How could working with HBCUs help improve representation within PT?
Historically Black Colleges and Universities (HBCUs) are accredited institutions founded prior to 1964 with a mission to educate Black students. There are 101 HBCUs in the U.S., and roughly 76% of their students are Black. Guiden believes there’s a big opportunity to work with HBCUs to increase the number of PT professionals who complete their programs. “HBCUs are obviously a large population of emerging professionals,” Guiden says. “But only eight of those have PT programs.”
Guiden believes that widening the doors of PT education in HBCUs will encourage more students who wouldn’t normally consider a PT degree to choose and complete one. Guiden says, “As a means of exposing underserved populations with therapy….I figure why can’t we bring the idea to the table with HBCUs? Of, hey, let’s consider starting a PT program at your college or university and we can hopefully turn out more physical therapists that way.”
Specifically, Guiden is working with other advocates to craft a proposal that will encourage HBCUs with existing PT programs to expand them. “We need to talk with the existing programs,” Guiden says. “Figure out what’s working, try and increase our relationships with them. Make sure that they know how many of us want to participate with them in clinical programs. Try and have an easier pipeline for those graduates to find meaningful jobs.” After that, Guiden says they hope to take that blueprint and approach HBCUs without PT programs and encourage them to add one to their institution.

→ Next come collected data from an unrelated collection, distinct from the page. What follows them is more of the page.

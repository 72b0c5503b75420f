//! 검색기 - 전체 코퍼스 스코어링 + 임계값 필터 + 정렬
//!
//! 쿼리를 한 번 정규화한 뒤 모든 (소스, 질문, 답변)에 대해 점수를 계산합니다.
//! 결과는 점수 내림차순이며, 동점이면 코퍼스 순회 순서를 유지합니다 (안정 정렬).

use super::normalize::normalize;
use super::similarity::{default_scorer, SimilarityScorer};
use super::store::KnowledgeStore;

/// 기본 포함 임계값
pub const DEFAULT_THRESHOLD: f64 = 0.4;

// ============================================================================
// Types
// ============================================================================

/// 검색 매칭 결과
#[derive(Debug, Clone, PartialEq)]
pub struct Match {
    /// 유사도 점수 (0.0 ~ 1.0)
    pub score: f64,
    /// 원본 질문 (정규화 전)
    pub question: String,
    /// 원본 답변
    pub answer: String,
    /// 소스 표시 라벨
    pub source_label: String,
}

// ============================================================================
// Retriever
// ============================================================================

/// 유사도 검색기
///
/// 상태를 갖지 않으므로 여러 스레드에서 동시에 호출해도 안전합니다.
pub struct Retriever {
    scorer: Box<dyn SimilarityScorer>,
}

impl Retriever {
    pub fn new(scorer: Box<dyn SimilarityScorer>) -> Self {
        Self { scorer }
    }

    /// 시퀀스 비율 스코어러 사용
    pub fn with_defaults() -> Self {
        Self::new(default_scorer())
    }

    /// 쿼리와 비슷한 질문 검색
    ///
    /// # Arguments
    /// * `query` - 사용자 쿼리 (정규화 전)
    /// * `store` - 지식 저장소
    /// * `threshold` - 포함 최소 점수 (이상)
    ///
    /// # Returns
    /// 점수 내림차순 매칭 목록. 아무것도 넘지 못하면 빈 목록.
    pub fn retrieve(&self, query: &str, store: &KnowledgeStore, threshold: f64) -> Vec<Match> {
        let normalized_query = normalize(query);
        let mut matches = Vec::new();

        for item in store.entries() {
            let score = self
                .scorer
                .score(&normalized_query, &normalize(&item.entry.question));

            if score >= threshold {
                matches.push(Match {
                    score,
                    question: item.entry.question.clone(),
                    answer: item.entry.answer.clone(),
                    source_label: item.source.label.clone(),
                });
            }
        }

        // sort_by는 안정 정렬
        matches.sort_by(|a, b| {
            b.score
                .partial_cmp(&a.score)
                .unwrap_or(std::cmp::Ordering::Equal)
        });

        tracing::debug!(
            "Retrieved {} matches for {:?} (threshold={}, scorer={})",
            matches.len(),
            normalized_query,
            threshold,
            self.scorer.name()
        );

        matches
    }
}

impl Default for Retriever {
    fn default() -> Self {
        Self::with_defaults()
    }
}

// ============================================================================
// Tests
// ============================================================================
//! 텍스트 정규화
//!
//! 쿼리와 저장된 질문을 같은 방식으로 정규화해야 유사도 점수가 의미를 가집니다.

/// 비교용 텍스트 정규화 (소문자 변환 + 앞뒤 공백 제거)
pub fn normalize(text: &str) -> String {
    text.trim().to_lowercase()
}

/// 정규화 후 비어있는지 확인
pub fn is_blank(text: &str) -> bool {
    text.trim().is_empty()
}

// ============================================================================
// Tests
// ============================================================================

How much might this push the needle?
Guiden feels optimistic that this initiative could significantly affect the PT industry in a short amount of time. “This is a realistic approach to help start us, and that’s really it in a nutshell,” he says. But, he also points out that it must be one approach of many. Adding PT programs to HBCUs won’t solve the problem of underrepresentation outright; it will only contribute to solving it.
How can I help?
While Guiden and his peers are already tackling this solution, he has some recommendations for others who want to help push the needle. For hiring managers specifically, he says this: “If we want to have a meaningful impact, hiring managers probably have to get a little more creative or work a little harder to cast a wide net if you really want to give a fair shot to everybody.”
“Here I am in West Virginia; if I only advertise my job locally, I’m going to probably continue to see the same patterns that I have for years. So hiring managers have to step outside their comfort zone. Network with each other, or network with pipelines and programs like, for example, these HBCU programs. Perhaps pay a little more to advertise in a different area.”
For those who don’t weigh in on hiring practices, Guiden has more general advice. “It sounds a little cliché,” Guiden says. “Getting involved is the key.” He recommends searching out local groups that are invested in PT diversity, like a state APTA chapter or even your own employer. Though he also says, “With 50 states and a lot of lobbying organizations and a national organization like APTA, there is no shortage of organizations that someone can join.”
Guiden is optimistic about the future of PT, though he leaves potential advocates with these words of advice: “People are going to have to get outside their comfort zones if we want meaningful change. That’s the bottom line,” he says. “It’s really easy to do what you’ve always done, but if you want change, you’re going to have to change as well.”